Cisco plans to release several AON hardware and software components later this year, including modules for its Catalyst 6500 data center switches and its branch-office routers, plus a stand-alone appliance for networks with equipment from other vendors. The vendor didn't announce pricing for the technology, which goes beyond the data-packet level to provide support for business transactions moving through networks via application-to-application messages.
Kevin Andree, a network engineer at Lehman Brothers, said AON could provide a way to transform messages sent via the financial services industry's Financial Information Exchange (FIX) protocol into something more universal, such as XML. "That would be so much easier," he said, adding that transactions would be less complicated to process.
New York-based BT Radianz, which operates a financial services network for 160 brokerages, has been testing AON for 18 months. Chief Technology Officer Brennan Carley said the company recently began working with New York-based software developer TransactTools to build a managed service that will use AON to manage, monitor and report on FIX messages for customers.
In the past, BT Radianz could provide technical information on data latency and whether bytes of information arrived at the correct locations. But AON will help business managers track whether specific transactions go through, Carley said.
Another beta tester, ManTech International, provides network integration services to U.S. government agencies. ManTech has been working for three months to build a prototype system combining AON with an existing homegrown application that intelligence officials use to control access to data, said Bob Coleman, president of the company.
The XML parsing capabilities in AON could give users the means to automatically decide whether a document can be distributed on a network, based on the information's security restrictions, Coleman said.
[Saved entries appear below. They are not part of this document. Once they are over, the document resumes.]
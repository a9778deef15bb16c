//! Event descriptors, the unit of queued work.

use arrayvec::ArrayVec;
use core::fmt;

use crate::error::{FwkError, FwkResult};
use crate::id::EntityId;

/// Capacity of the inline parameter payload, in bytes.
pub const EVENT_PARAMS_SIZE: usize = 16;

/// Inline event parameter bytes.
pub type EventParams = ArrayVec<u8, EVENT_PARAMS_SIZE>;

/// A unit of queued work directed at a module, element or sub-element.
///
/// Descriptors circulate through the bounded event pool; callers fill in a
/// value and hand it to the runtime, which copies it into a pool slot. The
/// `cookie` is assigned at enqueue time for requests and ties a response,
/// immediate or delayed, back to the request that caused it.
#[derive(Clone, Default)]
pub struct Event {
    /// Event (or notification) type identifier; selects the target hook.
    pub id: EntityId,
    /// The sending entity.
    pub source_id: EntityId,
    /// The receiving entity.
    pub target_id: EntityId,
    /// Monotonic identifier assigned at enqueue time; pairs responses with
    /// requests. Zero until assigned.
    pub cookie: u32,
    /// Set when this descriptor carries a notification rather than an event.
    pub is_notification: bool,
    /// Set on descriptors travelling back to the original sender.
    pub is_response: bool,
    /// The sender wants a response event.
    pub response_requested: bool,
    /// On a response scratch: the target will complete the response
    /// asynchronously. On an enqueued event: this completes a previously
    /// stored delayed response.
    pub is_delayed_response: bool,
    /// Inline parameter bytes.
    pub params: EventParams,
}

impl Event {
    /// Creates an event of type `id` from `source_id` to `target_id`.
    pub fn new(id: EntityId, source_id: EntityId, target_id: EntityId) -> Self {
        Self {
            id,
            source_id,
            target_id,
            ..Self::default()
        }
    }

    /// Requests a response event from the target.
    pub fn with_response_requested(mut self) -> Self {
        self.response_requested = true;
        self
    }

    /// Sets the parameter bytes, replacing any present.
    ///
    /// # Errors
    ///
    /// [`FwkError::Range`] if `bytes` exceeds [`EVENT_PARAMS_SIZE`].
    pub fn set_params(&mut self, bytes: &[u8]) -> FwkResult {
        if bytes.len() > EVENT_PARAMS_SIZE {
            return Err(FwkError::Range);
        }
        self.params.clear();
        self.params
            .try_extend_from_slice(bytes)
            .map_err(|_| FwkError::Range)?;
        Ok(())
    }

    /// Builder form of [`set_params`](Self::set_params); panics on overflow
    /// and is therefore intended for statically-sized payloads.
    pub fn with_params(mut self, bytes: &[u8]) -> Self {
        self.params.clear();
        self.params.extend(bytes.iter().copied());
        self
    }
}

impl fmt::Debug for Event {
    fn fmt(&self, f: &mut fmt::Formatter<'_>) -> fmt::Result {
        f.debug_struct("Event")
            .field("id", &self.id)
            .field("source_id", &self.source_id)
            .field("target_id", &self.target_id)
            .field("cookie", &self.cookie)
            .field("is_notification", &self.is_notification)
            .field("is_response", &self.is_response)
            .field("response_requested", &self.response_requested)
            .field("is_delayed_response", &self.is_delayed_response)
            .field("params", &self.params.as_slice())
            .finish()
    }
}

/// Reduced event carrying no parameters.
///
/// Light events are promoted to full descriptors on enqueue: the promoted
/// descriptor has empty params and cleared flags, and is assigned a cookie
/// like any request; the caller just has no channel to receive it. A
/// requested response travels back as a full event and may therefore carry
/// parameters even though the request could not.
#[derive(Debug, Clone, Copy)]
pub struct LightEvent {
    /// Event type identifier.
    pub id: EntityId,
    /// The sending entity.
    pub source_id: EntityId,
    /// The receiving entity.
    pub target_id: EntityId,
    /// The sender wants a response event.
    pub response_requested: bool,
}

impl LightEvent {
    /// Creates a light event of type `id` from `source_id` to `target_id`.
    pub fn new(id: EntityId, source_id: EntityId, target_id: EntityId) -> Self {
        Self {
            id,
            source_id,
            target_id,
            response_requested: false,
        }
    }

    /// Promotes this light event to a full descriptor.
    pub(crate) fn promote(&self) -> Event {
        Event {
            id: self.id,
            source_id: self.source_id,
            target_id: self.target_id,
            response_requested: self.response_requested,
            ..Event::default()
        }
    }
}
He called AON "complex technology" that will require skilled network technicians to implement but said the investment should be worthwhile.
Cisco attempts to outmuscle rivals
Some other networking vendors offer equipment with capabilities similar to what Cisco will provide in AON. But none comes close to matching the resources and customer base that Cisco has, said Zeus Kerravala, an analyst at The Yankee Group in Boston.
For network managers who are considering new purchases, the rollout of AON "basically answers the question, 'Why Cisco?'" said Kerravala. "Applications will run better on a Cisco network [with AON]."
Officials at Nortel Networks, Ciena, DataPower Technology and Solace Systems all said last week that their products can compete with AON. Other vendors that offer devices for accelerating the processing of XML messages include Sarvega, Reactivity and Forum Systems.
But the AON hardware will provide more than XML acceleration capabilities, said Cisco executives. They said the technology will offer users three core functions: multiprotocol message handling, application security and visibility into network events.
The same kind of application-to-application messaging is already supported by middleware sold by a variety of vendors, said Bob Coleman, president of AON beta-tester ManTech International. But AON should lower costs because it lessens the need for separate servers, software licenses and IT administrators, Coleman said.
Despite the overlap with existing middleware, Cisco listed more than 13 software vendors and systems integrators that it's working with to provide AON-based products. They include IBM, which is integrating its WebSphere software with AON, and SAP, which is linking the Cisco technology to its Enterprise Services Architecture.